Quelques unes de ses phrases sont demeurées en nous,
et suspendent le retour à la ville.
« - Pour les boutures de rosiers : couper
avant l’œil, pour ce qui deviendra racine, sur le bois aoûté donc sur un bois
qui a déjà fleuri et au mois d’août.
- La terre est soumise ici à un Micro Climat généré par le golf stream qui offre de la chaleur et moins de
gel, ce qui permet aux plantes tropicales ou semi tropicales de se satisfaire
de ce sol et de s’y enraciner.
- La rue possède des feuilles que l'on utilise dans certaines potions médicinales
mais elle peut être dangereuse car elle est photosensibilisante et peut
nous brûler lorsqu'elle se trouve
dans les rochers, près de nos peaux.
- la
courbure donnée à la branche de rosier envoie la sève dans les
bourgeons.
- Ici les palmiers se sont bien acclimatés ; les
graines et les plantes apportées par les armateurs au long cours se sont
installées comme en une terre
promise.
-La camomille officinale permet de guérir les
conjonctives par des bains d’yeux.
- Il faut
scarifier les graines de pivoines : récolter en août les graines puis, dans un pot, disposer
une couche de sable, une
couche de graine. Ensuite, mettre le pot au sec au nord et protégé de l’eau, sous un arbre, c'est
pas mal et le laisser retourné. Ne pas y toucher avant 6 mois ; en avril c'est bon. On les
plante ensuite et on a de magnifiques
pivoines botaniques. Comme pour la
glycine, 7 ans avant floraison.
- Les plantes azotées : orties et absinthes,
consoudes permettent de puiser et de dégrader l’azote de la terre ; déposer leurs feuilles ensuite en jonchées pour tapisser le
sol sous les pieds des rosiers qui
ainsi, par ces composts naturels
peuvent se nourrir et s’enrichir.
- Un rosier malade est un rosier qui a faim ; il
ne reçoit pas assez de bons
microbes et de minéraux pour rester en bonne forme.

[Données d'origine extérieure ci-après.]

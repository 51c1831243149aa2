use business::domain::logger::Logger;
use tracing::{debug, error, info, warn};

/// `Logger` port backed by `tracing`, emitting under the `pantry` target.
#[derive(Debug, Default, Clone, Copy)]
pub struct TracingLogger;

impl Logger for TracingLogger {
    fn info(&self, message: &str) {
        info!(target: "pantry", "{}", message);
    }
    fn warn(&self, message: &str) {
        warn!(target: "pantry", "{}", message);
    }
    fn error(&self, message: &str) {
        error!(target: "pantry", "{}", message);
    }
    fn debug(&self, message: &str) {
        debug!(target: "pantry", "{}", message);
    }
}
use async_trait::async_trait;
use uuid::Uuid;

use crate::domain::errors::RepositoryError;
use crate::domain::shared::scope::OwnerScope;

use super::model::Item;

#[async_trait]
pub trait ItemRepository: Send + Sync {
    /// Visible items of the scope owner, ordered by name.
    async fn list_visible(&self, scope: &OwnerScope) -> Result<Vec<Item>, RepositoryError>;
    async fn get_by_id(&self, id: Uuid, scope: &OwnerScope) -> Result<Item, RepositoryError>;
    /// Items of the scope owner among `ids`; unknown or foreign ids are skipped.
    async fn find_by_ids(
        &self,
        ids: &[Uuid],
        scope: &OwnerScope,
    ) -> Result<Vec<Item>, RepositoryError>;
    /// Inserts or updates; `Duplicated` when the owner already has a visible item with that name.
    async fn save(&self, item: &Item) -> Result<(), RepositoryError>;
    /// Whether any recipe, archived or not, still uses the item.
    async fn is_referenced(&self, id: Uuid, scope: &OwnerScope) -> Result<bool, RepositoryError>;
}
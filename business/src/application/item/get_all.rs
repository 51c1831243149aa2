use std::sync::Arc;

use async_trait::async_trait;

use crate::domain::item::errors::ItemError;
use crate::domain::item::model::Item;
use crate::domain::item::repository::ItemRepository;
use crate::domain::item::use_cases::get_all::{GetAllItemsParams, GetAllItemsUseCase};
use crate::domain::logger::Logger;

pub struct GetAllItemsUseCaseImpl {
    pub repository: Arc<dyn ItemRepository>,
    pub logger: Arc<dyn Logger>,
}

#[async_trait]
impl GetAllItemsUseCase for GetAllItemsUseCaseImpl {
    async fn execute(&self, params: GetAllItemsParams) -> Result<Vec<Item>, ItemError> {
        let scope = params.session.scope()?;
        self.logger.info("Getting all items");
        let items = self.repository.list_visible(&scope).await?;
        self.logger
            .info(&format!("Retrieved {} items", items.len()));
        Ok(items)
    }
}

#[cfg(test)]
mod tests {
    use super::*;
    use crate::domain::errors::RepositoryError;
    use crate::domain::item::model::ItemDetails;
    use crate::domain::shared::scope::OwnerScope;
    use crate::domain::shared::session::Session;
    use crate::domain::shared::value_objects::UserId;
    use bigdecimal::BigDecimal;
    use mockall::mock;
    use uuid::Uuid;

    mock! {
        pub ItemRepo {}

        #[async_trait]
        impl ItemRepository for ItemRepo {
            async fn list_visible(&self, scope: &OwnerScope) -> Result<Vec<Item>, RepositoryError>;
            async fn get_by_id(&self, id: Uuid, scope: &OwnerScope) -> Result<Item, RepositoryError>;
            async fn find_by_ids(&self, ids: &[Uuid], scope: &OwnerScope) -> Result<Vec<Item>, RepositoryError>;
            async fn save(&self, item: &Item) -> Result<(), RepositoryError>;
            async fn is_referenced(&self, id: Uuid, scope: &OwnerScope) -> Result<bool, RepositoryError>;
        }
    }

    mock! {
        pub Log {}

        impl Logger for Log {
            fn info(&self, message: &str);
            fn warn(&self, message: &str);
            fn error(&self, message: &str);
            fn debug(&self, message: &str);
        }
    }

    fn mock_logger() -> Arc<dyn Logger> {
        let mut logger = MockLog::new();
        logger.expect_info().returning(|_| ());
        logger.expect_warn().returning(|_| ());
        logger.expect_error().returning(|_| ());
        logger.expect_debug().returning(|_| ());
        Arc::new(logger)
    }

    fn item(owner: UserId, name: &str) -> Item {
        Item::new(
            owner,
            ItemDetails {
                name: name.to_string(),
                base_amount: 1,
                amount_kind: "un".to_string(),
                price: BigDecimal::from(2),
            },
        )
        .unwrap()
    }

    #[tokio::test]
    async fn should_return_visible_items_of_caller() {
        let user_id = UserId::generate();
        let mut mock_repo = MockItemRepo::new();
        mock_repo
            .expect_list_visible()
            .withf(move |scope| scope.user_id() == &user_id)
            .returning(move |scope| {
                Ok(vec![
                    item(*scope.user_id(), "Butter"),
                    item(*scope.user_id(), "Eggs"),
                ])
            });

        let use_case = GetAllItemsUseCaseImpl {
            repository: Arc::new(mock_repo),
            logger: mock_logger(),
        };

        let result = use_case
            .execute(GetAllItemsParams {
                session: Session::authenticated(user_id),
            })
            .await;

        assert_eq!(result.unwrap().len(), 2);
    }

    #[tokio::test]
    async fn should_reject_anonymous_caller() {
        let mut mock_repo = MockItemRepo::new();
        mock_repo.expect_list_visible().never();

        let use_case = GetAllItemsUseCaseImpl {
            repository: Arc::new(mock_repo),
            logger: mock_logger(),
        };

        let result = use_case
            .execute(GetAllItemsParams {
                session: Session::anonymous(),
            })
            .await;

        assert!(matches!(result.unwrap_err(), ItemError::Unauthorized(_)));
    }
}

- L’exubérance de certaines plantes est adoucie par
des herbes plus sages ; un lieu intime, secret qui se dévoile pas à
pas ; gestion écologique ; faune et flore voisinent en paix ;
prendre le temps de sentir, ressentir ; écouter et regarder.
- Ici, c'est une terre qui permet d'acclimater les
plantes australes, africaines : cactus, palmier, agapanthe.
- Les feuilles de rhubarbe peuvent tapisser le sol
pour un compost et une protection.
- Psychologie des plantes : les ifs bordent les
cimetières; ils parlent des endroits sombres, génèrent une atmosphère soit lugubre et noire soit mélancolique ou invitent à la méditation,
à l'approche de la mort mais son bois confère également la longévité,
l'immortalité. Le saule
pleureur amène la mélancolie, porte notre tristesse. Le noyer fait que rien ne pousse sous son
branchage.
- Peu de roses jaunes : la rose jaune est une rose de culture et de recherche ; elle
aime la chaleur. Les teintes de ces roses ne se mélangent pas car il n'y a pas d’hybridation : tout dépend de la génétique de la
plante.
- Les pétales fanés tachent les feuilles, rendent
malade le rosier. Il faut enlever les fleurs et les feuilles malades, ne pas
les laisser au pied du rosier. »
Nous avons quitté l'hospitalité de ce jardin insolite et poétique dont le naturel est façonné
par la flexibilité des simples et
l'élégance des roses. Un jardin qui dit comment se soigner par les plantes médicinales
ou officinales : vertus des modestes Simples et comment se nourrir avec
les légumes, les fruits, les
plantes condimentaires ; un jardin qui
dévoile la beauté d'un
espace par des perspectives et des courbes choisies et qui enchante l'ambiance
par ses fragrances végétales et florales.
Un jardin ouvert à la croissance et à la vie où l'on
cueille et se recueille. Un jardin
d'ombres et de clartés, non loin de la mer, non loin du château de Lizandré, à
Plouha, où il fait doux se promener, où l'on reviendra.